[Received February 15, 1918]

General Home series #24

Enclosed are 6 prints nos. 49, 50, 53, 60, 63, 66. Please acknowledge receipt in detail.

Royal Flying Corps,

London Colney, Herts.

[January 26, 1918]

Dear Mary B.:

It was a great treat to get your letter of Dec. 20th today. In answering it I will include the general home letter; so will begin by answering Mother’s letter of Jan. 2nd, #30, received Jan. 23rd. I have not received #25, 26, & 29 from home. The next time you all write can you give me a list of the numbers of my letters you have received. You speak of some by numbers and sometimes you just say that you received some. Did you ever receive Nos. 10 & 11, December 4th & 6th? At what date did you get my Christmas cable?

Mudge is a Yale man. I do not know where from.
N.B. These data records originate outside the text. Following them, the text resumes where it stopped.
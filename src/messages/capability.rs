//! # Capability table: which concrete types satisfy which capabilities.
//!
//! Rust has no runtime "does `T` implement trait `C`" query, so capabilities
//! are declared explicitly, once per `(concrete, capability)` pair, when the
//! [`Bus`](crate::Bus) is built:
//!
//! ```rust
//! use taskbus::{Bus, BusConfig};
//!
//! trait Greeter: Send + Sync { fn greet(&self) -> String; }
//!
//! struct English;
//! impl Greeter for English { fn greet(&self) -> String { "hello".into() } }
//!
//! let bus = Bus::builder(BusConfig::default())
//!     .implements::<English, dyn Greeter>(|e| e)
//!     .build();
//! ```
//!
//! The declaration stores an upcast function so that a recipient holding an
//! erased [`Message`](crate::Message) can borrow it as `&dyn Greeter`
//! (see [`Message::view`](crate::Message::view)).
//!
//! ## Rules
//! - Every concrete type satisfies [`TypeKey::any`] without a declaration.
//! - The table is immutable once the bus is built; it is shared by every
//!   session and every delivered message.
//! - The table is only consulted during the registry's lazy expansion step and
//!   by [`Message::view`](crate::Message::view), never per delivery.

use std::any::{Any, TypeId};
use std::collections::HashMap;
use std::sync::Arc;

use super::key::TypeKey;

/// Erased payload as stored in a message.
pub(crate) type Value = dyn Any + Send + Sync;

/// Upcast from an erased payload to the capability `C`.
trait Upcast<C: ?Sized>: Send + Sync {
    fn upcast<'a>(&self, value: &'a Value) -> Option<&'a C>;
}

/// Typed upcast: recovers `T` from the erased value, then applies the declared conversion.
struct Declared<T, C: ?Sized> {
    convert: fn(&T) -> &C,
}

impl<T, C> Upcast<C> for Declared<T, C>
where
    T: Any + Send + Sync,
    C: ?Sized + 'static,
{
    fn upcast<'a>(&self, value: &'a Value) -> Option<&'a C> {
        value.downcast_ref::<T>().map(self.convert)
    }
}

/// Registered capabilities of one concrete type, keyed by capability `TypeId`.
///
/// Each entry holds a boxed `Upcast<C>` behind `dyn Any`, so that the
/// capability type can be recovered with a downcast at lookup time.
#[derive(Default)]
struct Entry {
    keys: Vec<TypeKey>,
    upcasts: HashMap<TypeId, Box<dyn Any + Send + Sync>>,
}

/// Immutable-after-build table of capability declarations.
#[derive(Default)]
pub struct Capabilities {
    by_concrete: HashMap<TypeId, Entry>,
}

impl Capabilities {
    /// Creates an empty table.
    pub fn new() -> Self {
        Self::default()
    }

    /// Declares that concrete type `T` satisfies capability `C`.
    ///
    /// Re-declaring the same pair replaces the previous conversion.
    pub fn insert<T, C>(&mut self, convert: fn(&T) -> &C)
    where
        T: Any + Send + Sync,
        C: ?Sized + 'static,
    {
        let key = TypeKey::capability::<C>();
        let upcast: Box<dyn Upcast<C>> = Box::new(Declared { convert });

        let entry = self.by_concrete.entry(TypeId::of::<T>()).or_default();
        if entry.upcasts.insert(key.id(), Box::new(upcast)).is_none() {
            entry.keys.push(key);
        }
    }

    /// True if a value of concrete type `concrete` should be delivered to
    /// subscribers of `capability`.
    pub fn satisfies(&self, concrete: TypeKey, capability: TypeKey) -> bool {
        if !capability.is_capability() || concrete.is_capability() {
            return false;
        }
        if capability.is_any() {
            return true;
        }
        self.by_concrete
            .get(&concrete.id())
            .is_some_and(|entry| entry.upcasts.contains_key(&capability.id()))
    }

    /// Declared capabilities of `concrete` (excluding the universal one).
    pub fn of(&self, concrete: TypeKey) -> &[TypeKey] {
        self.by_concrete
            .get(&concrete.id())
            .map(|entry| entry.keys.as_slice())
            .unwrap_or_default()
    }

    /// Number of declared `(concrete, capability)` pairs.
    pub fn len(&self) -> usize {
        self.by_concrete.values().map(|e| e.keys.len()).sum()
    }

    /// True if nothing was declared.
    pub fn is_empty(&self) -> bool {
        self.by_concrete.is_empty()
    }

    /// Borrows `value` (whose concrete key is `concrete`) as capability `C`.
    pub(crate) fn view<'a, C: ?Sized + 'static>(
        &self,
        concrete: TypeKey,
        value: &'a Value,
    ) -> Option<&'a C> {
        let upcast = self
            .by_concrete
            .get(&concrete.id())?
            .upcasts
            .get(&TypeId::of::<C>())?
            .downcast_ref::<Box<dyn Upcast<C>>>()?;
        upcast.upcast(value)
    }
}

impl std::fmt::Debug for Capabilities {
    fn fmt(&self, f: &mut std::fmt::Formatter<'_>) -> std::fmt::Result {
        f.debug_struct("Capabilities")
            .field("declared", &self.len())
            .finish()
    }
}

/// Shared handle to a built capability table.
pub(crate) type CapabilitiesRef = Arc<Capabilities>;

#[cfg(test)]
mod tests {
    use super::*;

    trait Named {
        fn name(&self) -> &str;
    }

    struct Cat(String);
    impl Named for Cat {
        fn name(&self) -> &str {
            &self.0
        }
    }

    struct Rock;

    fn table() -> Capabilities {
        let mut caps = Capabilities::new();
        caps.insert::<Cat, dyn Named>(|c| c);
        caps
    }

    #[test]
    fn declared_pairs_are_satisfied() {
        let caps = table();
        let named = TypeKey::capability::<dyn Named>();

        assert!(caps.satisfies(TypeKey::of::<Cat>(), named));
        assert!(!caps.satisfies(TypeKey::of::<Rock>(), named));
        assert_eq!(caps.of(TypeKey::of::<Cat>()), &[named]);
        assert!(caps.of(TypeKey::of::<Rock>()).is_empty());
    }

    #[test]
    fn any_is_satisfied_by_every_concrete_type() {
        let caps = Capabilities::new();
        assert!(caps.satisfies(TypeKey::of::<Rock>(), TypeKey::any()));
        assert!(caps.satisfies(TypeKey::of::<()>(), TypeKey::any()));
        // Concrete keys are never "satisfied", they match by equality only.
        assert!(!caps.satisfies(TypeKey::of::<Rock>(), TypeKey::of::<Rock>()));
    }

    #[test]
    fn view_upcasts_erased_value() {
        let caps = table();
        let value: Box<Value> = Box::new(Cat("tom".into()));

        let named = caps.view::<dyn Named>(TypeKey::of::<Cat>(), value.as_ref());
        assert_eq!(named.map(|n| n.name()), Some("tom"));

        let rock: Box<Value> = Box::new(Rock);
        assert!(caps.view::<dyn Named>(TypeKey::of::<Rock>(), rock.as_ref()).is_none());
    }

    #[test]
    fn redeclaring_does_not_duplicate() {
        let mut caps = table();
        caps.insert::<Cat, dyn Named>(|c| c);
        assert_eq!(caps.len(), 1);
    }
}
We have little mishaps every now and then, but they don’t cause much excitement. If you get some of the pictures I am going to send, you will see the leavings of a couple of crashes. Don’t get “the wind up” over them because I am not going to get hurt in any. Dud Mudge was on his first solo, at Northolt in a Rumptie. When he was gliding down over the shops and hangers to land another machine came a bit close in front of him. He tried to turn away but stalled his bus and took a nose dive into a sail maker’s shop. Going down he put on his engine. The nacelle, the enclosed body that contains the pilot and engine, went through the wall just below the eaves, and the rest of the machine crumpled up outside. Dud was a bit bewildered and climbed out of the bus while one of the sail makers turned his engine off. Dud found he had broken his arm. It occurred just at dusk. I was feeling a bit too sentimental about the wreckage to take a picture of it, but after supper I went back and took a flash light of the nose of the nacelle from the inside of the hut. You can see how it came in where a window was. The window frame was hanging on the nacelle as shown in the picture.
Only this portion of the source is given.